Ray Vickson · Dec 15, 2014

FredericChopin said:

Homework Statement

"Consider a standard uniform density. The mean for this density is .5 and the variance is 1 / 12. You sample 1,000 sample means where each sample mean is comprised of 100 observations. You take the standard deviation of the 1,000 sample means. About what number would you expect it to be?

A: [itex]\frac{1}{12}[/itex]

B: [itex]\frac{1}{ \sqrt{12*100} }[/itex]

C: [itex]\frac{1}{(12*100)}[/itex]

D: [itex]\frac{1}{ \sqrt{12*1000} }[/itex]"

Homework Equations

[tex]Var( \bar{X} ) = \frac{ \sigma ^{2} }{n}[/tex]

The Attempt at a Solution

If the variance of a sample mean with n observations is [itex]Var( \bar{X} ) = \frac{ \sigma ^{2} }{n}[/itex], then that would mean that the standard deviation of a sample mean with n observations is [itex]\sqrt{ \frac{ \sigma ^{2} }{n} }[/itex], which is [itex]\frac{ \sigma }{ \sqrt{n} }[/itex].

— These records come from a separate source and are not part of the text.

//! Per-frame position resolution.

use nalgebra::Vector2;

use crate::geom::{circle_intersections, parallelogram_area, IntersectError};

use super::error::LinkageError;
use super::types::{Color, EvalCfg, Vertex, VertexId, DEFAULT_COLOR};

/// An instantiated mechanism: immutable topology plus a per-frame position
/// buffer.
///
/// Construction validates the ordering invariant, so evaluation is a
/// single ascending pass. A frame is a pure function of the graph and the
/// frame index; nothing else is read or written, so seeking and replay are
/// exact.
#[derive(Clone, Debug)]
pub struct Linkage {
    vertices: Vec<Vertex>,
    edges: Vec<(VertexId, VertexId)>,
    colors: Vec<Color>,
    tracked: Vec<VertexId>,
    driver: Option<VertexId>,
    cfg: EvalCfg,
    positions: Vec<Vector2<f64>>,
}

impl Linkage {
    /// Build a linkage from explicit parts.
    ///
    /// `extra_edges` are display-only bars on top of the two edges every
    /// driven vertex contributes. `colors` may be shorter than the vertex
    /// array; missing entries get the default color.
    pub fn new(
        vertices: Vec<Vertex>,
        extra_edges: Vec<(VertexId, VertexId)>,
        mut colors: Vec<Color>,
        tracked: Vec<VertexId>,
        driver: Option<VertexId>,
    ) -> Result<Self, LinkageError> {
        let n = vertices.len();
        for (i, v) in vertices.iter().enumerate() {
            v.validate(VertexId(i))?;
        }
        let known = |id: VertexId| -> Result<(), LinkageError> {
            if id.index() >= n {
                Err(LinkageError::UnknownVertex { reference: id })
            } else {
                Ok(())
            }
        };
        for &(a, b) in &extra_edges {
            known(a)?;
            known(b)?;
        }
        for &t in &tracked {
            known(t)?;
        }
        if let Some(d) = driver {
            known(d)?;
        }
        let mut edges = extra_edges;
        for (i, v) in vertices.iter().enumerate() {
            if let Vertex::Driven { refs, .. } = v {
                edges.push((VertexId(i), refs.0));
                edges.push((VertexId(i), refs.1));
            }
        }
        colors.resize(n, DEFAULT_COLOR);
        Ok(Self {
            positions: vec![Vector2::zeros(); n],
            vertices,
            edges,
            colors,
            tracked,
            driver,
            cfg: EvalCfg::default(),
        })
    }

    /// Replace the evaluation configuration.
    pub fn with_cfg(mut self, cfg: EvalCfg) -> Self {
        self.cfg = cfg;
        self
    }

    /// Recompute every vertex position for `frame`, in ascending id order.
    ///
    /// Transient geometry failures are logged with vertex and frame
    /// context and the affected vertex holds its previous position, so a
    /// long-running animation survives a momentarily infeasible pose.
    pub fn advance(&mut self, frame: u64) {
        for i in 0..self.vertices.len() {
            match self.resolve(i, frame) {
                Ok(p) => self.positions[i] = p,
                Err(err) => {
                    tracing::warn!(vertex = i, frame, error = %err, "holding previous position");
                }
            }
        }
    }

    /// Strict variant of `advance`: stops at the first geometry failure.
    ///
    /// On error the buffer holds the positions resolved before the failing
    /// vertex and the previous values from there on.
    pub fn try_advance(&mut self, frame: u64) -> Result<(), LinkageError> {
        for i in 0..self.vertices.len() {
            self.positions[i] = self.resolve(i, frame)?;
        }
        Ok(())
    }

    fn resolve(&self, i: usize, frame: u64) -> Result<Vector2<f64>, LinkageError> {
        match &self.vertices[i] {
            Vertex::Fixed { pos } => Ok(*pos),
            Vertex::Driver {
                center,
                radius,
                theta0,
                theta1,
            } => {
                let theta = sweep_angle(*theta0, *theta1, frame as f64 * self.cfg.driver_speed);
                Ok(*center + Vector2::new(theta.cos(), theta.sin()) * *radius)
            }
            Vertex::Driven {
                refs,
                radii,
                hint,
                anti_hint,
            } => {
                let p1 = self.positions[refs.0.index()];
                let p2 = self.positions[refs.1.index()];
                let pts = circle_intersections(p1, radii.0, p2, radii.1, self.cfg.eps_feas)
                    .map_err(|e| match e {
                        IntersectError::Infeasible { dist } => LinkageError::GeometryInfeasible {
                            vertex: VertexId(i),
                            frame,
                            dist,
                            r1: radii.0,
                            r2: radii.1,
                        },
                        IntersectError::Concentric => LinkageError::ConcentricCircles {
                            vertex: VertexId(i),
                            frame,
                        },
                    })?;
                let mut pick = *hint;
                if let Some(anti) = anti_hint {
                    // Pure per-frame branch correction: nothing is written
                    // back to the graph, so seeking to any frame replays
                    // identically.
                    let a = self.positions[anti.index()];
                    let score = |p: Vector2<f64>| parallelogram_area(p1 - a, p - p2).abs();
                    if score(pts[1 - pick]) + self.cfg.anti_hint_margin < score(pts[pick]) {
                        pick = 1 - pick;
                    }
                }
                Ok(pts[pick])
            }
        }
    }

    /// Number of vertices.
    pub fn len(&self) -> usize {
        self.vertices.len()
    }

    pub fn is_empty(&self) -> bool {
        self.vertices.is_empty()
    }

    /// Resolved position of every vertex, indexed by id.
    pub fn positions(&self) -> &[Vector2<f64>] {
        &self.positions
    }

    /// Resolved position of one vertex.
    pub fn position(&self, id: VertexId) -> Vector2<f64> {
        self.positions[id.index()]
    }

    /// All bars to draw: explicit display edges plus two per driven vertex.
    pub fn edges(&self) -> &[(VertexId, VertexId)] {
        &self.edges
    }

    /// Vertices whose trail the renderer should draw.
    pub fn tracked_ids(&self) -> &[VertexId] {
        &self.tracked
    }

    /// The actuated vertex, if any.
    pub fn driver_id(&self) -> Option<VertexId> {
        self.driver
    }

    /// Display colors, one per vertex.
    pub fn colors(&self) -> &[Color] {
        &self.colors
    }

    /// Declaration of one vertex.
    pub fn vertex(&self, id: VertexId) -> &Vertex {
        &self.vertices[id.index()]
    }

    /// Evaluation configuration.
    pub fn cfg(&self) -> EvalCfg {
        self.cfg
    }
}

/// Triangle-wave sweep over `[theta0, theta1]`: rises from `theta0` to
/// `theta1`, then falls back, with period `2·(theta1 − theta0)` in `t`.
/// A degenerate zero-width sweep stays at `theta0`.
#[inline]
pub(super) fn sweep_angle(theta0: f64, theta1: f64, t: f64) -> f64 {
    let cycle = theta1 - theta0;
    if cycle <= 0.0 {
        return theta0;
    }
    cycle - (cycle - t.rem_euclid(2.0 * cycle)).abs() + theta0
}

But in this problem, there are 1000 sample means each with 100 observations. In general, this is a question about finding the standard deviation of m sample means of n observations each.

I'm puzzled that there is no option for the answer that since there are a total of 1000*100 observations, the standard deviation is [itex]\sqrt{ \frac{ \frac{1}{12} }{1000*100} }[/itex]. So I tried the fact that there are 1000 sample means, so I answered [itex]\sqrt{ \frac{ \frac{1}{12} }{1000} }[/itex], but it got marked incorrect. Is it possible because there are 100 observations for each sample mean, regardless of how many there are, that the answer is [itex]\sqrt{ \frac{ \frac{1}{12} }{100} }[/itex]? And in that case, why are the previous two answers I gave incorrect?

Thank you.

My answer would be "none of the above".

FredericChopin · Dec 15, 2014

Ray Vickson said:

My answer would be "none of the above".

And can you justify (preferably mathematically) your answer?

Ray Vickson · Dec 15, 2014

FredericChopin said:

And can you justify (preferably mathematically) your answer?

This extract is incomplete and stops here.